En los últimos años, mi vida se ha convertido en un constante ir y venir entre diferentes posibilidades, proyectos y actividades que no necesariamente requieren la misma línea de pensamiento y que, al contrario, coinciden en un urgente requerimiento para adquirir nuevas herramientas. Mientras más armado esté uno para desafiar al mundo, mejor. Mi vida laboral se nutre de mis ideas, las horas se dividen según mi criterio y la certidumbre, esa que tenía cuando tenía una base de sueldo, se ha ido.

Hace unos diez años (conste que, aunque sigo siendo joven, hablar en términos de décadas me hace sentir extremadamente vieja), al escuchar sobre jóvenes emprendedores pensaba en ellos como marcianos provenientes de otro planeta. Hackers que hacían, desde su laptop, negocios millonarios; recién egresados que confiaban en sus ideas y, tachados de insensatos, lograban al poco tiempo establecer un pequeño emporio. Me parecían un grupo valiente y reducido, incluso intrépido. Tal vez porque se me enseñó a percibir el éxito con base en la ascensión dentro de una estructura corporativa, ser aceptado, aplaudido y recompensado. Iniciar la estructura sin tener una bola de cristal que asegure el éxito de tus proyectos de emprendimiento me parecía una franca excentricidad.

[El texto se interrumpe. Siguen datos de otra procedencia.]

//! Scripted bridge device used by the integration tests.
//!
//! The mock implements the HID-SIO framing protocol over the crate's
//! transport traits: it reassembles request frames, serves a small
//! in-memory firmware (device info, I2C/SPI echo transfers, GPIO
//! registers) and fragments its responses back into 64-byte frames.
//! Tests can inject faults through the shared [`Behavior`] struct.

// Each test binary uses a different subset of this module.
#![allow(dead_code)]

use std::collections::VecDeque;
use std::ffi::{CStr, CString};
use std::sync::{Arc, Mutex};
use std::time::Duration;

use usbsio_hid::{Backend, Result, SioDeviceInfo, Transport};

/// Routes `log` output to the test harness when `RUST_LOG` is set.
pub fn init_logging() {
    let _ = env_logger::builder().is_test(true).try_init();
}

const FRAME_SIZE: usize = 64;
const HEADER_SIZE: usize = 8;
const DATA_SIZE: usize = FRAME_SIZE - HEADER_SIZE;

// Request codes of the bridge protocol.
pub const DEV_INFO: u8 = 0x01;
pub const I2C_INIT: u8 = 0x10;
pub const I2C_DEINIT: u8 = 0x11;
pub const I2C_WRITE: u8 = 0x12;
pub const I2C_READ: u8 = 0x13;
pub const I2C_XFER: u8 = 0x14;
pub const I2C_RESET: u8 = 0x15;
pub const SPI_INIT: u8 = 0x20;
pub const SPI_DEINIT: u8 = 0x21;
pub const SPI_XFER: u8 = 0x22;
pub const SPI_RESET: u8 = 0x23;
pub const GPIO_PORT_VALUE: u8 = 0x30;
pub const GPIO_PORT_DIR: u8 = 0x31;
pub const GPIO_TOGGLE_PIN: u8 = 0x32;
pub const GPIO_IOCONFIG: u8 = 0x33;

/// Fault injection knobs, shared with the test body.
#[derive(Default)]
pub struct Behavior {
    /// Answer the next request with this status code instead of OK.
    pub fail_next_status: Option<u8>,
    /// Refuse the device-info query with an error status.
    pub fail_dev_info: bool,
    /// Hold the next response back; it is flushed in front of the response
    /// to the request after it, arriving as stale frames.
    pub hold_next_response: bool,
    /// Answer the next I2C fast transfer with a status-only frame carrying
    /// no data bytes, as write-only firmware exchanges do.
    pub empty_next_xfer: bool,
    /// Delay before each response becomes readable.
    pub response_delay: Duration,
}

/// Everything observable about one mock device.
pub struct DeviceState {
    pub behavior: Behavior,
    /// GPIO value registers, one per port.
    pub gpio_values: Vec<u32>,
    /// GPIO direction registers, one per port.
    pub gpio_dirs: Vec<u32>,
    /// Bytes of the last I2C/SPI write payload, without the parameter block.
    pub last_write: Vec<u8>,
    /// Options byte of the last SPI transfer parameter block.
    pub last_spi_options: u8,
    /// Transaction ids in the order requests completed.
    pub served_trans_ids: Vec<u8>,
    /// Request codes in the order requests completed.
    pub served_reqs: Vec<u8>,
}

pub struct MockDevice {
    pub info: SioDeviceInfo,
    pub num_i2c: u8,
    pub num_spi: u8,
    pub num_gpio: u8,
    pub max_data_size: u32,
    pub state: Arc<Mutex<DeviceState>>,
}

impl MockDevice {
    pub fn new(index: usize) -> Self {
        let num_gpio = 2;
        Self {
            info: SioDeviceInfo {
                vid: 0x1FC9,
                pid: 0x0090,
                path: CString::new(format!("mock-{}", index)).unwrap(),
                serial_number: Some(format!("MOCK{:04}", index)),
                manufacturer_string: Some("NXP Semiconductors".to_string()),
                product_string: Some("LPCSIO Test Bridge".to_string()),
                interface_number: 0,
            },
            num_i2c: 2,
            num_spi: 2,
            num_gpio,
            max_data_size: 1024,
            state: Arc::new(Mutex::new(DeviceState {
                behavior: Behavior::default(),
                gpio_values: vec![0; num_gpio as usize],
                gpio_dirs: vec![0; num_gpio as usize],
                last_write: Vec::new(),
                last_spi_options: 0,
                served_trans_ids: Vec::new(),
                served_reqs: Vec::new(),
            })),
        }
    }
}

/// Backend serving a fixed set of mock devices.
pub struct MockBackend {
    devices: Vec<MockDevice>,
}

impl MockBackend {
    pub fn new(count: usize) -> Self {
        Self {
            devices: (0..count).map(MockDevice::new).collect(),
        }
    }

    /// Shared state of device `index`, for inspection and fault injection.
    pub fn state(&self, index: usize) -> Arc<Mutex<DeviceState>> {
        Arc::clone(&self.devices[index].state)
    }

    /// Replaces the product string of device `index` before enumeration.
    pub fn set_product(&mut self, index: usize, product: Option<&str>) {
        self.devices[index].info.product_string = product.map(String::from);
    }
}

impl Backend for MockBackend {
    fn enumerate(&mut self, vid: u16, pid: u16) -> Result<Vec<SioDeviceInfo>> {
        Ok(self
            .devices
            .iter()
            .filter(|d| {
                (vid == 0 || d.info.vid == vid) && (pid == 0 || d.info.pid == pid)
            })
            .map(|d| d.info.clone())
            .collect())
    }

    fn open(&mut self, path: &CStr) -> Result<Box<dyn Transport>> {
        let device = self
            .devices
            .iter()
            .find(|d| d.info.path.as_c_str() == path)
            .unwrap_or_else(|| panic!("mock backend has no device at {:?}", path));
        Ok(Box::new(MockTransport {
            num_i2c: device.num_i2c,
            num_spi: device.num_spi,
            num_gpio: device.num_gpio,
            max_data_size: device.max_data_size,
            state: Arc::clone(&device.state),
            request: Vec::new(),
            responses: VecDeque::new(),
            held: Vec::new(),
        }))
    }
}

struct MockTransport {
    num_i2c: u8,
    num_spi: u8,
    num_gpio: u8,
    max_data_size: u32,
    state: Arc<Mutex<DeviceState>>,
    /// Payload bytes of the request currently being reassembled.
    request: Vec<u8>,
    /// Response frames ready to be read.
    responses: VecDeque<[u8; FRAME_SIZE]>,
    /// Response frames held back by fault injection.
    held: Vec<[u8; FRAME_SIZE]>,
}

impl Transport for MockTransport {
    fn write_report(&mut self, report: &[u8]) -> Result<usize> {
        assert_eq!(report.len(), FRAME_SIZE + 1, "report id byte expected");
        assert_eq!(report[0], 0, "report id must be zero");
        let frame = &report[1..];
        let trans_id = frame[0];
        let port = frame[1];
        let req = frame[2];
        let packet_num = frame[3] as usize;
        let packet_len = u16::from_le_bytes([frame[4], frame[5]]) as usize;
        let transfer_len = u16::from_le_bytes([frame[6], frame[7]]) as usize;

        self.request
            .extend_from_slice(&frame[HEADER_SIZE..packet_len]);
        if packet_num * FRAME_SIZE + packet_len == transfer_len {
            let payload = std::mem::take(&mut self.request);
            self.serve(trans_id, port, req, &payload);
        }
        Ok(report.len())
    }

    fn read_report(&mut self, buf: &mut [u8], _timeout_ms: i32) -> Result<usize> {
        let delay = self.state.lock().unwrap().behavior.response_delay;
        if !delay.is_zero() && !self.responses.is_empty() {
            std::thread::sleep(delay);
        }
        match self.responses.pop_front() {
            Some(frame) => {
                buf[..FRAME_SIZE].copy_from_slice(&frame);
                Ok(FRAME_SIZE)
            }
            None => Ok(0),
        }
    }
}

impl MockTransport {
    fn serve(&mut self, trans_id: u8, port: u8, req: u8, payload: &[u8]) {
        let reply = {
            let mut state = self.state.lock().unwrap();
            state.served_trans_ids.push(trans_id);
            state.served_reqs.push(req);

            if let Some(status) = state.behavior.fail_next_status.take() {
                Err(status)
            } else {
                self.handle(&mut state, port, req, payload)
            }
        };

        let frames: Vec<[u8; FRAME_SIZE]> = match reply {
            Ok(data) => response_frames(trans_id, port, 0, &data),
            Err(status) => response_frames(trans_id, port, status, &[]),
        };

        let mut state = self.state.lock().unwrap();
        if state.behavior.hold_next_response {
            state.behavior.hold_next_response = false;
            self.held = frames;
        } else {
            for f in self.held.drain(..) {
                self.responses.push_back(f);
            }
            self.responses.extend(frames);
        }
    }

    fn handle(
        &self,
        state: &mut DeviceState,
        port: u8,
        req: u8,
        payload: &[u8],
    ) -> std::result::Result<Vec<u8>, u8> {
        match req {
            DEV_INFO => {
                if state.behavior.fail_dev_info {
                    return Err(0x11); // invalid command
                }
                let mut data = vec![self.num_i2c, self.num_spi, self.num_gpio, 0];
                data.extend_from_slice(&self.max_data_size.to_le_bytes());
                data.extend_from_slice(&0x0002_0003u32.to_le_bytes());
                data.extend_from_slice(b"HID-SIO mock build\0");
                Ok(data)
            }
            I2C_INIT | I2C_DEINIT | I2C_RESET | SPI_INIT | SPI_DEINIT | SPI_RESET => {
                Ok(Vec::new())
            }
            I2C_WRITE => {
                state.last_write = payload[4..].to_vec();
                Ok(Vec::new())
            }
            I2C_READ => {
                let len = u16::from_le_bytes([payload[0], payload[1]]) as usize;
                let addr = payload[3];
                Ok((0..len).map(|i| addr.wrapping_add(i as u8)).collect())
            }
            I2C_XFER => {
                let tx_len = u16::from_le_bytes([payload[0], payload[1]]) as usize;
                let rx_len = u16::from_le_bytes([payload[2], payload[3]]) as usize;
                state.last_write = payload[8..8 + tx_len].to_vec();
                if state.behavior.empty_next_xfer {
                    state.behavior.empty_next_xfer = false;
                    return Ok(Vec::new());
                }
                Ok((0..rx_len).map(|i| (i as u8) ^ 0x5A).collect())
            }
            SPI_XFER => {
                let data = &payload[4..];
                state.last_write = data.to_vec();
                state.last_spi_options = payload[2];
                // Echo with bits inverted so tests can tell rx from tx.
                Ok(data.iter().map(|b| !b).collect())
            }
            GPIO_PORT_VALUE | GPIO_PORT_DIR => {
                let set = u32::from_le_bytes([payload[0], payload[1], payload[2], payload[3]]);
                let clear = u32::from_le_bytes([payload[4], payload[5], payload[6], payload[7]]);
                let regs = if req == GPIO_PORT_VALUE {
                    &mut state.gpio_values
                } else {
                    &mut state.gpio_dirs
                };
                let reg = regs.get_mut(port as usize).ok_or(0x12u8)?;
                *reg = (*reg | set) & !clear;
                Ok(reg.to_le_bytes().to_vec())
            }
            GPIO_TOGGLE_PIN => {
                let pin = payload[0];
                let reg = state.gpio_values.get_mut(port as usize).ok_or(0x12u8)?;
                *reg ^= 1 << pin;
                Ok(Vec::new())
            }
            GPIO_IOCONFIG => Ok(Vec::new()),
            _ => Err(0x11),
        }
    }
}

/// Fragments a response payload into status frames, mirroring the device
/// firmware's framing.
fn response_frames(trans_id: u8, port: u8, status: u8, payload: &[u8]) -> Vec<[u8; FRAME_SIZE]> {
    let count = if payload.is_empty() {
        1
    } else {
        payload.len().div_ceil(DATA_SIZE)
    };
    let transfer_len = (payload.len() + count * HEADER_SIZE) as u16;

    let mut frames = Vec::with_capacity(count);
    for i in 0..count {
        let chunk = &payload[i * DATA_SIZE..(i * DATA_SIZE + DATA_SIZE).min(payload.len())];
        let mut frame = [0u8; FRAME_SIZE];
        frame[0] = trans_id;
        frame[1] = port;
        frame[2] = status;
        frame[3] = i as u8;
        frame[4..6].copy_from_slice(&((chunk.len() + HEADER_SIZE) as u16).to_le_bytes());
        frame[6..8].copy_from_slice(&transfer_len.to_le_bytes());
        frame[HEADER_SIZE..HEADER_SIZE + chunk.len()].copy_from_slice(chunk);
        frames.push(frame);
    }
    frames
}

El tiempo que vivimos ya no es el de nuestros padres y nuestra generación no es tampoco la misma. Con una tecnología que avanza tan rápido que marea y una competencia tan agresiva en la que a veces destacar requiere de medidas extremas, la vida ya no es tan apacible y plana como – me imagino – antes lo era. Hoy las oportunidades son otras y nuestras expectativas también. La rutina cada vez nos pesa más, aunque venga acompañada de un buen horario y un buen sueldo. Vivir en un mundo tan lleno de posibilidades no hace otra cosa que aumentar nuestros niveles de estrés.

Hoy, los dedos de la mano no me alcanzan para contar a esos amigos cuya vida es tan poco predecible como la mía. Gente con la que puedo reunirme igual a las once que a las cuatro, para hablar de negocios o echar el chal sin que el mundo se caiga. Ya sea por decisión propia o por falta de suerte en la elección de otro camino, ellos como yo viven al día, adaptándose a un mercado cada vez más competitivo y cambiando, a fuerza de necesidad, su propio concepto del éxito.

A veces extraño la certidumbre, no crean. Como también extraño tener compañeros de trabajo – cuando los tenía deseaba no tenerlos –, las escapadas al Seven para huir del tedio de la rutina y la euforia de los viernes de quincena. Pero la libertad es exquisita, en medida de que uno mismo se la permita. Trabajar en un esquema flexible no significa dejar de tener alguien a quien rendirle cuentas, sino que los proyectos emprendidos, sin responsabilidad y compromiso, no tienen posibilidades de prosperar. He ahí lo aterrador del asunto.

Uno siempre trabaja para alguien, y trabajar para uno mismo hace del compromiso una cuestión de amor propio. Como joven, te aseguro que probablemente las oportunidades que tanto ansías tendrás que crearlas tú mismo. Y todo tiene sus pros y contras pero, si te decides a crear, descubrirás en ti talentos que permanecen dormidos.